[SOURCE INFORMATION — start]
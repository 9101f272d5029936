//! Site building orchestration.
//!
//! - **Full** - read the project, copy assets, compile every page in
//!   batches of `build.batch_size`
//! - **Incremental** - re-read the project after one change and compile only
//!   the pages depending on it, one at a time
//!
//! Page failures never abort a build; they are collected in a
//! [`BuildReport`]. Only configuration and I/O errors on the output
//! directory itself are returned as `Err`.

use std::{
    fs,
    path::{Path, PathBuf},
    sync::Arc,
};

use anyhow::{Context, Result, bail};
use jwalk::WalkDir;
use rayon::prelude::*;
use rustc_hash::FxHashMap;
use tokio::task::JoinSet;

use crate::{
    compiler::{
        Change, ChangeScope, CompileContext, DependencyGraph, PageCompiler, PageError,
        TypstCompiler, affected_pages, build_graph, build_page, classify_change,
        scheduler::pages_for,
    },
    config::SiteConfig,
    core::{BuildTarget, FileTree, is_shutdown, route_to_build_path},
    debug, log,
    logger::ProgressLine,
    page::{Page, PageSet, RouteConflict, collect_pages},
    utils::path::key_to_path,
};

/// Output subdirectory receiving the project assets.
pub const ASSETS_OUTPUT_DIR: &str = "assets";

/// Marker disabling Jekyll processing on GitHub Pages.
const NOJEKYLL: &str = ".nojekyll";

// ============================================================================
// Snapshot
// ============================================================================

/// Project state read from disk for one build.
pub struct Snapshot {
    pub tree: FileTree,
    pub graph: DependencyGraph,
    pub ctx: Arc<CompileContext>,
}

impl Snapshot {
    /// Read the project tree and derive its dependency graph.
    pub fn read(config: &SiteConfig) -> Result<Self> {
        let tree = FileTree::read(&config.root, &config.excluded_keys())
            .with_context(|| format!("Failed to read project at {}", config.root.display()))?;
        let ctx = CompileContext::new(config, &tree);
        let graph = build_graph(&tree, &ctx.content_dir, &ctx.policy());
        debug!(
            "graph";
            "{} files, {} edges, {} with dependents",
            tree.file_count(),
            graph.edge_count(),
            graph.reverse_count()
        );

        Ok(Self {
            tree,
            graph,
            ctx: Arc::new(ctx),
        })
    }
}

// ============================================================================
// Report
// ============================================================================

/// A page that failed to build.
#[derive(Debug, Clone, PartialEq, Eq)]
pub struct PageFailure {
    /// Root-relative key of the page source
    pub page: String,
    pub message: String,
}

/// Outcome of a build: how many pages succeeded and which failed.
#[derive(Debug, Default)]
pub struct BuildReport {
    pub built: usize,
    pub failures: Vec<PageFailure>,
}

impl BuildReport {
    fn record(&mut self, page: String, result: Result<BuildTarget, String>) {
        match result {
            Ok(target) => {
                debug!("build"; "{} -> {}", page, target.artifact_rel_path);
                self.built += 1;
            }
            Err(message) => self.failures.push(PageFailure { page, message }),
        }
    }

    /// Record pages skipped because another page owns their route.
    fn record_conflicts(&mut self, conflicts: &[RouteConflict], content_dir: &str) {
        for conflict in conflicts {
            self.failures.push(PageFailure {
                page: conflict.page.key(content_dir),
                message: conflict.message(content_dir),
            });
        }
        self.failures.sort_by(|a, b| a.page.cmp(&b.page));
    }

    /// Fold another report into this one.
    pub fn merge(&mut self, other: Self) {
        self.built += other.built;
        self.failures.extend(other.failures);
    }

    pub fn is_success(&self) -> bool {
        self.failures.is_empty()
    }

    /// Print every failure followed by the summary line.
    pub fn log(&self) {
        for failure in &self.failures {
            log!("failed"; "{}\n{}", failure.page, failure.message);
        }
        if self.is_success() {
            log!("build"; "{} page(s) built", self.built);
        } else {
            log!(
                "error";
                "{} page(s) built, {} failed",
                self.built,
                self.failures.len()
            );
        }
    }

    /// `Err` when any page failed.
    pub fn into_result(self) -> Result<()> {
        if self.is_success() {
            Ok(())
        } else {
            bail!("{} page(s) failed to build", self.failures.len())
        }
    }
}

// ============================================================================
// Entry points
// ============================================================================

/// Multi-threaded runtime driving page compilation.
pub fn runtime() -> Result<tokio::runtime::Runtime> {
    tokio::runtime::Builder::new_multi_thread()
        .enable_all()
        .build()
        .context("Failed to create tokio runtime")
}

/// `typage build`: full build with the typst CLI, failing when any page fails.
pub fn build_site(config: &SiteConfig) -> Result<()> {
    let compiler = Arc::new(TypstCompiler::from_config(config)?);
    let (_, report) = runtime()?.block_on(full_build(config, compiler, false))?;
    report.log();
    report.into_result()
}

/// Build every page of the project.
///
/// Pages run as tasks in batches of `build.batch_size`; a batch is awaited
/// as a whole before the next one starts.
pub async fn full_build<C: PageCompiler>(
    config: &SiteConfig,
    compiler: Arc<C>,
    quiet: bool,
) -> Result<(Snapshot, BuildReport)> {
    prepare_output(config)?;

    let snapshot = Snapshot::read(config)?;
    let PageSet { pages, conflicts } =
        collect_pages(&snapshot.ctx.content_tree, &snapshot.ctx.index);
    let assets = collect_assets(&config.build.assets);
    debug!("build"; "{} pages, {} assets", pages.len(), assets.len());

    let progress = (!quiet)
        .then(|| ProgressLine::new(&[("pages", pages.len()), ("assets", assets.len())]));

    copy_assets(config, &assets, progress.as_ref())?;
    let mut report = compile_batches(
        pages,
        &snapshot.ctx,
        &compiler,
        config.build.batch_size,
        progress.as_ref(),
    )
    .await;
    report.record_conflicts(&conflicts, &snapshot.ctx.content_dir);

    if let Some(progress) = progress {
        progress.finish();
    }

    Ok((snapshot, report))
}

/// Rebuild what a single changed file affects.
///
/// `key` is root-relative. Pages depending on the file in either the
/// previous or the re-read graph are rebuilt, so dependents of a deleted
/// file are rebuilt too. `snapshot` is replaced by the re-read state.
pub async fn incremental_build<C: PageCompiler>(
    config: &SiteConfig,
    compiler: &C,
    snapshot: &mut Snapshot,
    key: &str,
) -> Result<BuildReport> {
    let ignored = config.excluded_keys();
    let scope = ChangeScope {
        content_dir: &snapshot.ctx.content_dir,
        ignored: &ignored,
    };

    match classify_change(key, &scope) {
        Change::Ignored => Ok(BuildReport::default()),
        Change::Asset(key) => {
            sync_asset(config, &key)?;
            Ok(BuildReport::default())
        }
        Change::Graph(key) => rebuild_dependents(config, compiler, snapshot, &key).await,
    }
}

async fn rebuild_dependents<C: PageCompiler>(
    config: &SiteConfig,
    compiler: &C,
    snapshot: &mut Snapshot,
    key: &str,
) -> Result<BuildReport> {
    let next = Snapshot::read(config)?;

    let (content_dir, index) = (&next.ctx.content_dir, &next.ctx.index);
    let mut pages = affected_pages(key, &next.graph, &next.tree, content_dir, index);
    for page in affected_pages(key, &snapshot.graph, &next.tree, content_dir, index) {
        if !pages.contains(&page) {
            pages.push(page);
        }
    }
    pages.sort_by(|a, b| a.path.cmp(&b.path));
    debug!("rebuild"; "{} affects {} page(s)", key, pages.len());

    remove_stale_page(config, snapshot, &next, key)?;

    let conflicts: Vec<_> = collect_pages(&next.ctx.content_tree, index)
        .conflicts
        .into_iter()
        .filter(|c| pages.iter().any(|page| page.path == c.page.path))
        .collect();
    pages.retain(|page| !conflicts.iter().any(|c| c.page.path == page.path));

    let mut report = BuildReport::default();
    report.record_conflicts(&conflicts, content_dir);
    for page in &pages {
        if is_shutdown() {
            break;
        }
        let result = build_page(page, &next.ctx, compiler).await;
        report.record(page.key(&next.ctx.content_dir), result.map_err(|e| e.to_string()));
    }

    *snapshot = next;
    Ok(report)
}

// ============================================================================
// Page compilation
// ============================================================================

async fn compile_batches<C: PageCompiler>(
    pages: Vec<Page>,
    ctx: &Arc<CompileContext>,
    compiler: &Arc<C>,
    batch_size: usize,
    progress: Option<&ProgressLine>,
) -> BuildReport {
    let mut report = BuildReport::default();

    for batch in pages.chunks(batch_size.max(1)) {
        if is_shutdown() {
            break;
        }

        let mut tasks = JoinSet::new();
        let mut keys = FxHashMap::default();
        for page in batch {
            let key = page.key(&ctx.content_dir);
            let page = page.clone();
            let ctx = Arc::clone(ctx);
            let compiler = Arc::clone(compiler);
            let handle = tasks.spawn(async move {
                build_page(&page, &ctx, compiler.as_ref())
                    .await
                    .map_err(|e: PageError| e.to_string())
            });
            keys.insert(handle.id(), key);
        }

        while let Some(joined) = tasks.join_next_with_id().await {
            let (id, result) = match joined {
                Ok((id, result)) => (id, result),
                Err(e) if e.is_panic() => (e.id(), Err("page build panicked".to_string())),
                Err(e) => (e.id(), Err(e.to_string())),
            };
            report.record(keys.remove(&id).unwrap_or_default(), result);
            if let Some(progress) = progress {
                progress.inc("pages");
            }
        }
    }

    report.failures.sort_by(|a, b| a.page.cmp(&b.page));
    report
}

/// Remove the output of a page that no longer exists (or became a layout).
fn remove_stale_page(
    config: &SiteConfig,
    previous: &Snapshot,
    next: &Snapshot,
    key: &str,
) -> Result<()> {
    let content_dir = &previous.ctx.content_dir;
    let index = &previous.ctx.index;
    let Some(page) = pages_for([key], &previous.tree, content_dir, index).pop() else {
        return Ok(());
    };
    if !pages_for([key], &next.tree, content_dir, index).is_empty() {
        return Ok(());
    }

    let target = route_to_build_path(&page.route(index));
    for rel in [&target.artifact_rel_path, &target.html_rel_path] {
        let path = config.build.output.join(rel);
        if path.is_file() {
            fs::remove_file(&path)
                .with_context(|| format!("Failed to remove {}", path.display()))?;
        }
    }
    if !target.dir.is_empty() {
        // Fails while other outputs live below this route.
        let _ = fs::remove_dir(config.build.output.join(&target.dir));
    }

    log!("build"; "removed {}", page.route(index));
    Ok(())
}

// ============================================================================
// Output directory and assets
// ============================================================================

/// Create the output directory (emptied first with `clean`) and its marker.
fn prepare_output(config: &SiteConfig) -> Result<()> {
    let output = &config.build.output;
    if config.build.clean && output.exists() {
        fs::remove_dir_all(output)
            .with_context(|| format!("Failed to clear output directory: {}", output.display()))?;
    }
    fs::create_dir_all(output)
        .with_context(|| format!("Failed to create output directory: {}", output.display()))?;
    fs::write(output.join(NOJEKYLL), "")
        .with_context(|| format!("Failed to write {NOJEKYLL}"))?;
    Ok(())
}

/// Every non-hidden file below the assets directory.
fn collect_assets(dir: &Path) -> Vec<PathBuf> {
    if !dir.is_dir() {
        return Vec::new();
    }
    let mut files: Vec<_> = WalkDir::new(dir)
        .skip_hidden(true)
        .into_iter()
        .filter_map(Result::ok)
        .filter(|e| e.file_type().is_file())
        .map(|e| e.path())
        .collect();
    files.sort();
    files
}

fn asset_destination(config: &SiteConfig, source: &Path) -> Option<PathBuf> {
    let rel = source.strip_prefix(&config.build.assets).ok()?;
    Some(config.build.output.join(ASSETS_OUTPUT_DIR).join(rel))
}

fn copy_asset(source: &Path, dest: &Path) -> Result<()> {
    if let Some(parent) = dest.parent() {
        fs::create_dir_all(parent)
            .with_context(|| format!("Failed to create {}", parent.display()))?;
    }
    fs::copy(source, dest).with_context(|| {
        format!(
            "Failed to copy asset {} to {}",
            source.display(),
            dest.display()
        )
    })?;
    Ok(())
}

fn copy_assets(
    config: &SiteConfig,
    assets: &[PathBuf],
    progress: Option<&ProgressLine>,
) -> Result<()> {
    assets.par_iter().try_for_each(|source| {
        if let Some(dest) = asset_destination(config, source) {
            copy_asset(source, &dest)?;
        }
        if let Some(progress) = progress {
            progress.inc("assets");
        }
        Ok(())
    })
}

/// Mirror one changed asset into the output, deleting it when it is gone.
fn sync_asset(config: &SiteConfig, key: &str) -> Result<()> {
    let source = key_to_path(key, &config.root);
    let Some(dest) = asset_destination(config, &source) else {
        debug!("watch"; "ignoring {}", key);
        return Ok(());
    };

    if source.is_file() {
        copy_asset(&source, &dest)?;
        debug!("asset"; "copied {}", key);
    } else if dest.is_file() {
        fs::remove_file(&dest).with_context(|| format!("Failed to remove {}", dest.display()))?;
        debug!("asset"; "removed {}", key);
    }
    Ok(())
}

// ============================================================================
// Tests
// ============================================================================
[SOURCE INFORMATION — finish]
• ABOUT THIS EXERCISE
Restate verbatim all lines from the start of the data through the line containing "its dependency graph.", with both ends kept.

• WRITTEN RESPONSE
repository 9101f272d5029936
//! Site building orchestration.
//!
//! - **Full** - read the project, copy assets, compile every page in
//!   batches of `build.batch_size`
//! - **Incremental** - re-read the project after one change and compile only
//!   the pages depending on it, one at a time
//!
//! Page failures never abort a build; they are collected in a
//! [`BuildReport`]. Only configuration and I/O errors on the output
//! directory itself are returned as `Err`.

use std::{
    fs,
    path::{Path, PathBuf},
    sync::Arc,
};

use anyhow::{Context, Result, bail};
use jwalk::WalkDir;
use rayon::prelude::*;
use rustc_hash::FxHashMap;
use tokio::task::JoinSet;

use crate::{
    compiler::{
        Change, ChangeScope, CompileContext, DependencyGraph, PageCompiler, PageError,
        TypstCompiler, affected_pages, build_graph, build_page, classify_change,
        scheduler::pages_for,
    },
    config::SiteConfig,
    core::{BuildTarget, FileTree, is_shutdown, route_to_build_path},
    debug, log,
    logger::ProgressLine,
    page::{Page, PageSet, RouteConflict, collect_pages},
    utils::path::key_to_path,
};

/// Output subdirectory receiving the project assets.
pub const ASSETS_OUTPUT_DIR: &str = "assets";

/// Marker disabling Jekyll processing on GitHub Pages.
const NOJEKYLL: &str = ".nojekyll";

// ============================================================================
// Snapshot
// ============================================================================

/// Project state read from disk for one build.
pub struct Snapshot {
    pub tree: FileTree,
    pub graph: DependencyGraph,
    pub ctx: Arc<CompileContext>,
}

impl Snapshot {
    /// Read the project tree and derive its dependency graph.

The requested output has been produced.